Saved entries
_ _ _
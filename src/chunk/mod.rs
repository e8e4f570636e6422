// Licensed to the Apache Software Foundation (ASF) under one
// or more contributor license agreements.  See the NOTICE file
// distributed with this work for additional information
// regarding copyright ownership.  The ASF licenses this file
// to you under the Apache License, Version 2.0 (the
// "License"); you may not use this file except in compliance
// with the License.  You may obtain a copy of the License at
//
//   http://www.apache.org/licenses/LICENSE-2.0
//
// Unless required by applicable law or agreed to in writing,
// software distributed under the License is distributed on an
// "AS IS" BASIS, WITHOUT WARRANTIES OR CONDITIONS OF ANY
// KIND, either express or implied.  See the License for the
// specific language governing permissions and limitations
// under the License.
use std::collections::{HashMap, HashSet};
use std::sync::Arc;

use arrow::array::{
    Array, ArrayRef, BinaryArray, BooleanArray, Date32Array, Decimal128Array, Decimal256Array,
    FixedSizeBinaryArray, Float32Array, Float64Array, Int16Array, Int32Array, Int64Array,
    Int8Array, RecordBatch, StringArray, TimestampMicrosecondArray, TimestampMillisecondArray,
    TimestampNanosecondArray, TimestampSecondArray, UInt16Array, UInt32Array, UInt64Array,
    UInt8Array,
};
use arrow::buffer::Buffer;
use arrow::compute::kernels::zip::zip;
use arrow::datatypes::{i256, DataType, Field, Schema, SchemaRef, TimeUnit};

/// A block of rows addressed by column name.
/// Wrapper around an Arrow `RecordBatch`.
#[derive(Debug, Clone)]
pub struct Chunk {
    pub batch: RecordBatch,
    name_to_index: Arc<HashMap<String, usize>>,
}

impl Chunk {
    pub fn try_new(batch: RecordBatch) -> Result<Self, String> {
        let name_to_index = name_to_index_from_schema(batch.schema().as_ref())?;
        Ok(Self {
            batch,
            name_to_index: Arc::new(name_to_index),
        })
    }

    pub fn new(batch: RecordBatch) -> Self {
        match Self::try_new(batch) {
            Ok(v) => v,
            Err(e) => panic!("{e}"),
        }
    }

    pub fn try_from_parts(fields: Vec<Field>, columns: Vec<ArrayRef>) -> Result<Self, String> {
        let schema = Arc::new(Schema::new(fields));
        let batch = RecordBatch::try_new(schema, columns).map_err(|e| e.to_string())?;
        Self::try_new(batch)
    }

    pub fn schema(&self) -> SchemaRef {
        self.batch.schema()
    }

    pub fn len(&self) -> usize {
        self.batch.num_rows()
    }

    pub fn is_empty(&self) -> bool {
        self.batch.num_rows() == 0
    }

    pub fn columns(&self) -> &[ArrayRef] {
        self.batch.columns()
    }

    pub fn index_of(&self, name: &str) -> Option<usize> {
        self.name_to_index.get(name).copied()
    }

    pub fn has_column(&self, name: &str) -> bool {
        self.name_to_index.contains_key(name)
    }

    pub fn column_by_name(&self, name: &str) -> Result<ArrayRef, String> {
        let idx = self.index_of(name).ok_or_else(|| {
            format!(
                "no such column {} in chunk (columns={:?})",
                name,
                self.batch
                    .schema()
                    .fields()
                    .iter()
                    .map(|f| f.name().clone())
                    .collect::<Vec<_>>()
            )
        })?;
        self.batch
            .columns()
            .get(idx)
            .cloned()
            .ok_or_else(|| format!("column {} mapped to invalid index {}", name, idx))
    }

    pub fn field_by_name(&self, name: &str) -> Result<Field, String> {
        let idx = self
            .index_of(name)
            .ok_or_else(|| format!("no such column {} in chunk", name))?;
        Ok(self.batch.schema().field(idx).clone())
    }

    pub fn estimated_bytes(&self) -> usize {
        record_batch_bytes(&self.batch)
    }
}

impl Default for Chunk {
    fn default() -> Self {
        Self {
            batch: RecordBatch::new_empty(Arc::new(Schema::empty())),
            name_to_index: Arc::new(HashMap::new()),
        }
    }
}

fn name_to_index_from_schema(schema: &Schema) -> Result<HashMap<String, usize>, String> {
    let mut map = HashMap::new();
    for (idx, field) in schema.fields().iter().enumerate() {
        if map.insert(field.name().clone(), idx).is_some() {
            // Duplicate names would make name-addressed join plumbing ambiguous.
            return Err(format!("duplicate column name {} in chunk schema", field.name()));
        }
    }
    Ok(map)
}

/// Estimate batch size by summing unique buffers inside the batch.
/// Shared buffers across batches (slices, dictionaries) are double-counted.
pub fn record_batch_bytes(batch: &RecordBatch) -> usize {
    let mut seen = HashSet::new();
    let mut total = 0usize;
    for column in batch.columns() {
        total = total.saturating_add(array_data_bytes(&column.to_data(), &mut seen));
    }
    total
}

fn array_data_bytes(data: &arrow::array::ArrayData, seen: &mut HashSet<usize>) -> usize {
    let mut total = 0usize;
    for buffer in data.buffers() {
        total = total.saturating_add(buffer_bytes(buffer, seen));
    }
    if let Some(nulls) = data.nulls() {
        total = total.saturating_add(buffer_bytes(nulls.buffer(), seen));
    }
    for child in data.child_data() {
        total = total.saturating_add(array_data_bytes(child, seen));
    }
    total
}

fn buffer_bytes(buffer: &Buffer, seen: &mut HashSet<usize>) -> usize {
    let ptr = buffer.data_ptr().as_ptr() as usize;
    if !seen.insert(ptr) {
        return 0;
    }
    buffer.capacity().max(buffer.len())
}

/// Array of `len` type-default values (zero, empty string, false).
pub fn default_array(data_type: &DataType, len: usize) -> Result<ArrayRef, String> {
    let array: ArrayRef = match data_type {
        DataType::Int8 => Arc::new(Int8Array::from(vec![0i8; len])),
        DataType::Int16 => Arc::new(Int16Array::from(vec![0i16; len])),
        DataType::Int32 => Arc::new(Int32Array::from(vec![0i32; len])),
        DataType::Int64 => Arc::new(Int64Array::from(vec![0i64; len])),
        DataType::UInt8 => Arc::new(UInt8Array::from(vec![0u8; len])),
        DataType::UInt16 => Arc::new(UInt16Array::from(vec![0u16; len])),
        DataType::UInt32 => Arc::new(UInt32Array::from(vec![0u32; len])),
        DataType::UInt64 => Arc::new(UInt64Array::from(vec![0u64; len])),
        DataType::Float32 => Arc::new(Float32Array::from(vec![0f32; len])),
        DataType::Float64 => Arc::new(Float64Array::from(vec![0f64; len])),
        DataType::Boolean => Arc::new(BooleanArray::from(vec![false; len])),
        DataType::Utf8 => Arc::new(StringArray::from(vec![""; len])),
        DataType::Binary => Arc::new(BinaryArray::from(vec![&b""[..]; len])),
        DataType::Date32 => Arc::new(Date32Array::from(vec![0i32; len])),
        DataType::Timestamp(unit, tz) => match unit {
            TimeUnit::Second => {
                Arc::new(TimestampSecondArray::from(vec![0i64; len]).with_timezone_opt(tz.clone()))
            }
            TimeUnit::Millisecond => Arc::new(
                TimestampMillisecondArray::from(vec![0i64; len]).with_timezone_opt(tz.clone()),
            ),
            TimeUnit::Microsecond => Arc::new(
                TimestampMicrosecondArray::from(vec![0i64; len]).with_timezone_opt(tz.clone()),
            ),
            TimeUnit::Nanosecond => Arc::new(
                TimestampNanosecondArray::from(vec![0i64; len]).with_timezone_opt(tz.clone()),
            ),
        },
        DataType::Decimal128(precision, scale) => Arc::new(
            Decimal128Array::from(vec![0i128; len])
                .with_precision_and_scale(*precision, *scale)
                .map_err(|e| e.to_string())?,
        ),
        DataType::Decimal256(precision, scale) => Arc::new(
            Decimal256Array::from(vec![i256::ZERO; len])
                .with_precision_and_scale(*precision, *scale)
                .map_err(|e| e.to_string())?,
        ),
        DataType::FixedSizeBinary(width) => {
            let bytes = (*width as usize).saturating_mul(len);
            Arc::new(
                FixedSizeBinaryArray::try_new(*width, Buffer::from(vec![0u8; bytes]), None)
                    .map_err(|e| e.to_string())?,
            )
        }
        other => return Err(format!("no default value for column type {}", other)),
    };
    Ok(array)
}

/// Per-row flag set when any of the arrays is null at that row.
/// `None` when no array carries nulls.
pub(crate) fn any_null_mask(arrays: &[ArrayRef]) -> Option<Vec<bool>> {
    let num_rows = arrays.first().map(|a| a.len()).unwrap_or(0);
    if arrays.iter().all(|a| a.null_count() == 0) {
        return None;
    }
    let mut mask = vec![false; num_rows];
    for array in arrays {
        if array.null_count() == 0 {
            continue;
        }
        for (row, flag) in mask.iter_mut().enumerate() {
            if array.is_null(row) {
                *flag = true;
            }
        }
    }
    Some(mask)
}

/// Read a boolean ON-condition column as a row mask; nulls count as false.
pub(crate) fn column_as_mask(
    chunk: &Chunk,
    name: Option<&str>,
) -> Result<Option<Vec<bool>>, String> {
    let Some(name) = name else {
        return Ok(None);
    };
    let column = chunk.column_by_name(name)?;
    let arr = column
        .as_any()
        .downcast_ref::<BooleanArray>()
        .ok_or_else(|| {
            format!(
                "join condition column {} must be Boolean, got {}",
                name,
                column.data_type()
            )
        })?;
    let mut mask = Vec::with_capacity(arr.len());
    for row in 0..arr.len() {
        mask.push(!arr.is_null(row) && arr.value(row));
    }
    Ok(Some(mask))
}

/// Keep rows where `filter` is set and replace the rest with type defaults,
/// preserving length. `inverse` flips the mask.
pub(crate) fn filter_with_blanks(
    array: &ArrayRef,
    filter: &[bool],
    inverse: bool,
) -> Result<ArrayRef, String> {
    let mask: Vec<bool> = if inverse {
        filter.iter().map(|v| !*v).collect()
    } else {
        filter.to_vec()
    };
    let mask = BooleanArray::from(mask);
    let defaults = default_array(array.data_type(), array.len())?;
    zip(&mask, array, &defaults).map_err(|e| e.to_string())
}

/// Align an array with the requested nullability: dropping nullability
/// replaces values masked by nulls with type defaults.
pub(crate) fn correct_nullability(array: &ArrayRef, nullable: bool) -> Result<ArrayRef, String> {
    if nullable || array.null_count() == 0 {
        return Ok(Arc::clone(array));
    }
    let valid: Vec<bool> = (0..array.len()).map(|row| array.is_valid(row)).collect();
    filter_with_blanks(array, &valid, false)
}

#[cfg(test)]
mod tests {
    use super::*;

    #[test]
    fn rejects_duplicate_column_names() {
        let schema = Arc::new(Schema::new(vec![
            Field::new("a", DataType::Int32, true),
            Field::new("a", DataType::Int32, true),
        ]));
        let batch = RecordBatch::try_new(
            schema,
            vec![
                Arc::new(Int32Array::from(vec![1])) as ArrayRef,
                Arc::new(Int32Array::from(vec![2])) as ArrayRef,
            ],
        )
        .expect("record batch");
        let err = Chunk::try_new(batch).expect_err("expected duplicate error");
        assert!(err.contains("duplicate column name"), "err={}", err);
    }

    #[test]
    fn filter_with_blanks_keeps_length() {
        let array: ArrayRef = Arc::new(Int32Array::from(vec![5, 6, 7]));
        let out = filter_with_blanks(&array, &[true, false, true], false).expect("filter");
        let out = out.as_any().downcast_ref::<Int32Array>().expect("i32");
        assert_eq!(out.values(), &[5, 0, 7]);
    }

    #[test]
    fn correct_nullability_defaults_masked_rows() {
        let array: ArrayRef = Arc::new(Int32Array::from(vec![Some(5), None, Some(7)]));
        let out = correct_nullability(&array, false).expect("correct");
        assert_eq!(out.null_count(), 0);
        let out = out.as_any().downcast_ref::<Int32Array>().expect("i32");
        assert_eq!(out.values(), &[5, 0, 7]);
    }

    #[test]
    fn default_arrays_are_zero_valued() {
        let arr = default_array(&DataType::Utf8, 2).expect("default");
        let arr = arr.as_any().downcast_ref::<StringArray>().expect("utf8");
        assert_eq!(arr.value(0), "");
        let arr = default_array(&DataType::Decimal128(10, 2), 1).expect("default");
        assert_eq!(arr.null_count(), 0);
    }
}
_ _ _
Problem details:
Show all lines in the entries above where the word "return" appears.

Result for this task:
            return Err(format!("duplicate column name {} in chunk schema", field.name()));
        return 0;
        other => return Err(format!("no default value for column type {}", other)),
        return None;
        return Ok(None);
        return Ok(Arc::clone(array));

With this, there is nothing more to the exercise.